Send back all of the records, each one exactly as written.

Dataset entries:
● ● ●
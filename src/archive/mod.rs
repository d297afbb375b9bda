//! The archive run: search the mailbox, save matching attachments, and
//! label the messages that were fully handled.

pub mod report;

use std::path::Path;

use chrono::{DateTime, Utc};
use tracing::{debug, info, warn};

use crate::config::ValidatedConfig;
use crate::error::Result;
use crate::ledger::{message_key, Ledger};
use crate::model::attachment::AttachmentMeta;
use crate::model::mail::MailEntry;
use crate::parser::header::parse_headers_to_entry;
use crate::parser::mbox::MboxParser;
use crate::search::SearchQuery;
use crate::storage::Storage;
use crate::store::reader::MboxStore;
use crate::template::{FileNameFields, FileNameFormat};

pub use report::{Failure, RunReport, SavedAttachment};

/// Per-run switches.
#[derive(Debug, Clone)]
pub struct RunOptions {
    /// Render names and count, but write neither files nor the ledger.
    pub dry_run: bool,
    /// Reference time for the lookback window and label timestamps.
    pub now: DateTime<Utc>,
}

impl Default for RunOptions {
    fn default() -> Self {
        Self {
            dry_run: false,
            now: Utc::now(),
        }
    }
}

/// Progress callback: `(bytes_scanned, total_bytes)`.
pub type Progress<'a> = &'a dyn Fn(u64, u64);

/// Runs the archive job against one mailbox.
pub struct Archiver<'a, S: Storage> {
    query: SearchQuery,
    format: &'a FileNameFormat,
    storage: S,
    ledger: Ledger,
}

impl<'a, S: Storage> Archiver<'a, S> {
    pub fn new(config: &'a ValidatedConfig, storage: S, ledger: Ledger) -> Self {
        Self {
            query: SearchQuery::from_config(config),
            format: config.file_name_format(),
            storage,
            ledger,
        }
    }

    pub fn query(&self) -> &SearchQuery {
        &self.query
    }

    pub fn ledger(&self) -> &Ledger {
        &self.ledger
    }

    pub fn storage(&self) -> &S {
        &self.storage
    }

    /// Process `mbox` once.
    ///
    /// Attachment failures are recorded in the report and leave the
    /// message unlabeled, so the next run retries it. Attachments that did
    /// get stored are noted in the ledger and are not written again on the
    /// retry. Mailbox and ledger errors abort the run; what was stored up
    /// to that point is still saved to the ledger.
    pub fn run(
        &mut self,
        mbox: &Path,
        options: &RunOptions,
        progress: Option<Progress<'_>>,
    ) -> Result<RunReport> {
        let now = options.now;
        let mut report = RunReport::new(
            mbox.to_path_buf(),
            self.storage.location().to_path_buf(),
            self.query.to_query_string(),
            now,
            options.dry_run,
        );
        info!(
            mailbox = %mbox.display(),
            query = %report.query,
            dry_run = options.dry_run,
            "Starting archive run"
        );

        let candidates = self.scan(mbox, now, &mut report, progress)?;
        let processed = self.process(mbox, &candidates, options, &mut report);

        if !options.dry_run && self.ledger.is_dirty() {
            self.ledger.save()?;
        }
        processed?;

        info!(
            scanned = report.scanned,
            matched = report.matched,
            saved = report.saved,
            skipped = report.skipped,
            resumed = report.resumed,
            failures = report.failures.len(),
            "Archive run finished"
        );
        Ok(report)
    }

    fn process(
        &mut self,
        mbox: &Path,
        candidates: &[MailEntry],
        options: &RunOptions,
        report: &mut RunReport,
    ) -> Result<()> {
        let now = options.now;
        let mut store = MboxStore::open(mbox)?;

        for entry in candidates {
            let key = message_key(entry);
            if self.ledger.has_label(&key, self.query.processed_label())
                || self.query.is_processed_by_headers(entry)
            {
                debug!(key = %key, "Already processed");
                report.already_processed += 1;
                continue;
            }

            let attachments = store.attachments(entry)?.to_vec();
            if !self.query.matches(entry, &attachments, now) {
                continue;
            }
            report.matched += 1;
            debug!(key = %key, subject = %entry.subject, "Message matched");

            let all_handled =
                self.archive_message(&mut store, entry, &key, &attachments, options, report);

            if all_handled {
                if !options.dry_run {
                    self.ledger
                        .apply_label(&key, self.query.processed_label(), now);
                }
                report.labeled += 1;
            }
        }
        Ok(())
    }

    /// Stream the headers, keeping only messages inside the window.
    fn scan(
        &self,
        mbox: &Path,
        now: DateTime<Utc>,
        report: &mut RunReport,
        progress: Option<Progress<'_>>,
    ) -> Result<Vec<MailEntry>> {
        let parser = MboxParser::new(mbox)?;
        let mut candidates = Vec::new();
        let mut sequence = 0u64;

        let mut on_message = |offset: u64, length: u64, headers: &[u8]| {
            let entry = parse_headers_to_entry(headers, offset, length, sequence);
            sequence += 1;
            if self.query.in_window(&entry, now) {
                candidates.push(entry);
            }
            true
        };
        report.scanned = parser.scan_headers(&mut on_message, progress)?;
        report.in_window = candidates.len() as u64;

        debug!(
            scanned = report.scanned,
            in_window = report.in_window,
            "Header scan complete"
        );
        Ok(candidates)
    }

    /// Save every non-inline attachment not stored yet; `true` if none failed.
    fn archive_message(
        &mut self,
        store: &mut MboxStore,
        entry: &MailEntry,
        key: &str,
        attachments: &[AttachmentMeta],
        options: &RunOptions,
        report: &mut RunReport,
    ) -> bool {
        let mut ok = true;

        for attachment in attachments.iter().filter(|a| !a.is_inline) {
            if self.ledger.is_stored(key, attachment.index) {
                debug!(
                    key = %key,
                    original = %attachment.filename,
                    "Stored by an earlier run"
                );
                report.resumed += 1;
                continue;
            }

            let (fields, ext) = FileNameFields::from_message(entry, &attachment.filename);
            let name = self.format.render_with_extension(&fields, ext.as_deref());

            let stored = if options.dry_run {
                Ok(self.storage.plan(&name, attachment.size))
            } else {
                store
                    .attachment_bytes(entry, attachment)
                    .and_then(|bytes| self.storage.write(&name, &bytes))
            };

            match stored {
                Ok(file) => {
                    debug!(
                        original = %attachment.filename,
                        path = %file.path.display(),
                        outcome = ?file.outcome,
                        "Attachment stored"
                    );
                    if !options.dry_run {
                        self.ledger
                            .record_stored(key, attachment.index, &file.name, options.now);
                    }
                    report.record_file(SavedAttachment {
                        message_key: key.to_string(),
                        subject: entry.subject.clone(),
                        original: attachment.filename.clone(),
                        file,
                    });
                }
                Err(e) => {
                    warn!(
                        filename = %attachment.filename,
                        error = %e,
                        "Failed to store attachment"
                    );
                    report.failures.push(Failure {
                        message_key: key.to_string(),
                        subject: entry.subject.clone(),
                        attachment: attachment.filename.clone(),
                        reason: e.to_string(),
                    });
                    ok = false;
                }
            }
        }
        ok
    }
}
● ● ●
EXPECTED ANSWER:
filename src/archive/mod.rs
repository d297afbb375b9bda
//! The archive run: search the mailbox, save matching attachments, and
//! label the messages that were fully handled.

pub mod report;

use std::path::Path;

use chrono::{DateTime, Utc};
use tracing::{debug, info, warn};

use crate::config::ValidatedConfig;
use crate::error::Result;
use crate::ledger::{message_key, Ledger};
use crate::model::attachment::AttachmentMeta;
use crate::model::mail::MailEntry;
use crate::parser::header::parse_headers_to_entry;
use crate::parser::mbox::MboxParser;
use crate::search::SearchQuery;
use crate::storage::Storage;
use crate::store::reader::MboxStore;
use crate::template::{FileNameFields, FileNameFormat};

pub use report::{Failure, RunReport, SavedAttachment};

/// Per-run switches.
#[derive(Debug, Clone)]
pub struct RunOptions {
    /// Render names and count, but write neither files nor the ledger.
    pub dry_run: bool,
    /// Reference time for the lookback window and label timestamps.
    pub now: DateTime<Utc>,
}

impl Default for RunOptions {
    fn default() -> Self {
        Self {
            dry_run: false,
            now: Utc::now(),
        }
    }
}

/// Progress callback: `(bytes_scanned, total_bytes)`.
pub type Progress<'a> = &'a dyn Fn(u64, u64);

/// Runs the archive job against one mailbox.
pub struct Archiver<'a, S: Storage> {
    query: SearchQuery,
    format: &'a FileNameFormat,
    storage: S,
    ledger: Ledger,
}

impl<'a, S: Storage> Archiver<'a, S> {
    pub fn new(config: &'a ValidatedConfig, storage: S, ledger: Ledger) -> Self {
        Self {
            query: SearchQuery::from_config(config),
            format: config.file_name_format(),
            storage,
            ledger,
        }
    }

    pub fn query(&self) -> &SearchQuery {
        &self.query
    }

    pub fn ledger(&self) -> &Ledger {
        &self.ledger
    }

    pub fn storage(&self) -> &S {
        &self.storage
    }

    /// Process `mbox` once.
    ///
    /// Attachment failures are recorded in the report and leave the
    /// message unlabeled, so the next run retries it. Attachments that did
    /// get stored are noted in the ledger and are not written again on the
    /// retry. Mailbox and ledger errors abort the run; what was stored up
    /// to that point is still saved to the ledger.
    pub fn run(
        &mut self,
        mbox: &Path,
        options: &RunOptions,
        progress: Option<Progress<'_>>,
    ) -> Result<RunReport> {
        let now = options.now;
        let mut report = RunReport::new(
            mbox.to_path_buf(),
            self.storage.location().to_path_buf(),
            self.query.to_query_string(),
            now,
            options.dry_run,
        );
        info!(
            mailbox = %mbox.display(),
            query = %report.query,
            dry_run = options.dry_run,
            "Starting archive run"
        );

        let candidates = self.scan(mbox, now, &mut report, progress)?;
        let processed = self.process(mbox, &candidates, options, &mut report);

        if !options.dry_run && self.ledger.is_dirty() {
            self.ledger.save()?;
        }
        processed?;

        info!(
            scanned = report.scanned,
            matched = report.matched,
            saved = report.saved,
            skipped = report.skipped,
            resumed = report.resumed,
            failures = report.failures.len(),
            "Archive run finished"
        );
        Ok(report)
    }

    fn process(
        &mut self,
        mbox: &Path,
        candidates: &[MailEntry],
        options: &RunOptions,
        report: &mut RunReport,
    ) -> Result<()> {
        let now = options.now;
        let mut store = MboxStore::open(mbox)?;

        for entry in candidates {
            let key = message_key(entry);
            if self.ledger.has_label(&key, self.query.processed_label())
                || self.query.is_processed_by_headers(entry)
            {
                debug!(key = %key, "Already processed");
                report.already_processed += 1;
                continue;
            }

            let attachments = store.attachments(entry)?.to_vec();
            if !self.query.matches(entry, &attachments, now) {
                continue;
            }
            report.matched += 1;
            debug!(key = %key, subject = %entry.subject, "Message matched");

            let all_handled =
                self.archive_message(&mut store, entry, &key, &attachments, options, report);

            if all_handled {
                if !options.dry_run {
                    self.ledger
                        .apply_label(&key, self.query.processed_label(), now);
                }
                report.labeled += 1;
            }
        }
        Ok(())
    }

    /// Stream the headers, keeping only messages inside the window.
    fn scan(
        &self,
        mbox: &Path,
        now: DateTime<Utc>,
        report: &mut RunReport,
        progress: Option<Progress<'_>>,
    ) -> Result<Vec<MailEntry>> {
        let parser = MboxParser::new(mbox)?;
        let mut candidates = Vec::new();
        let mut sequence = 0u64;

        let mut on_message = |offset: u64, length: u64, headers: &[u8]| {
            let entry = parse_headers_to_entry(headers, offset, length, sequence);
            sequence += 1;
            if self.query.in_window(&entry, now) {
                candidates.push(entry);
            }
            true
        };
        report.scanned = parser.scan_headers(&mut on_message, progress)?;
        report.in_window = candidates.len() as u64;

        debug!(
            scanned = report.scanned,
            in_window = report.in_window,
            "Header scan complete"
        );
        Ok(candidates)
    }

    /// Save every non-inline attachment not stored yet; `true` if none failed.
    fn archive_message(
        &mut self,
        store: &mut MboxStore,
        entry: &MailEntry,
        key: &str,
        attachments: &[AttachmentMeta],
        options: &RunOptions,
        report: &mut RunReport,
    ) -> bool {
        let mut ok = true;

        for attachment in attachments.iter().filter(|a| !a.is_inline) {
            if self.ledger.is_stored(key, attachment.index) {
                debug!(
                    key = %key,
                    original = %attachment.filename,
                    "Stored by an earlier run"
                );
                report.resumed += 1;
                continue;
            }

            let (fields, ext) = FileNameFields::from_message(entry, &attachment.filename);
            let name = self.format.render_with_extension(&fields, ext.as_deref());

            let stored = if options.dry_run {
                Ok(self.storage.plan(&name, attachment.size))
            } else {
                store
                    .attachment_bytes(entry, attachment)
                    .and_then(|bytes| self.storage.write(&name, &bytes))
            };

            match stored {
                Ok(file) => {
                    debug!(
                        original = %attachment.filename,
                        path = %file.path.display(),
                        outcome = ?file.outcome,
                        "Attachment stored"
                    );
                    if !options.dry_run {
                        self.ledger
                            .record_stored(key, attachment.index, &file.name, options.now);
                    }
                    report.record_file(SavedAttachment {
                        message_key: key.to_string(),
                        subject: entry.subject.clone(),
                        original: attachment.filename.clone(),
                        file,
                    });
                }
                Err(e) => {
                    warn!(
                        filename = %attachment.filename,
                        error = %e,
                        "Failed to store attachment"
                    );
                    report.failures.push(Failure {
                        message_key: key.to_string(),
                        subject: entry.subject.clone(),
                        attachment: attachment.filename.clone(),
                        reason: e.to_string(),
                    });
                    ok = false;
                }
            }
        }
        ok
    }
}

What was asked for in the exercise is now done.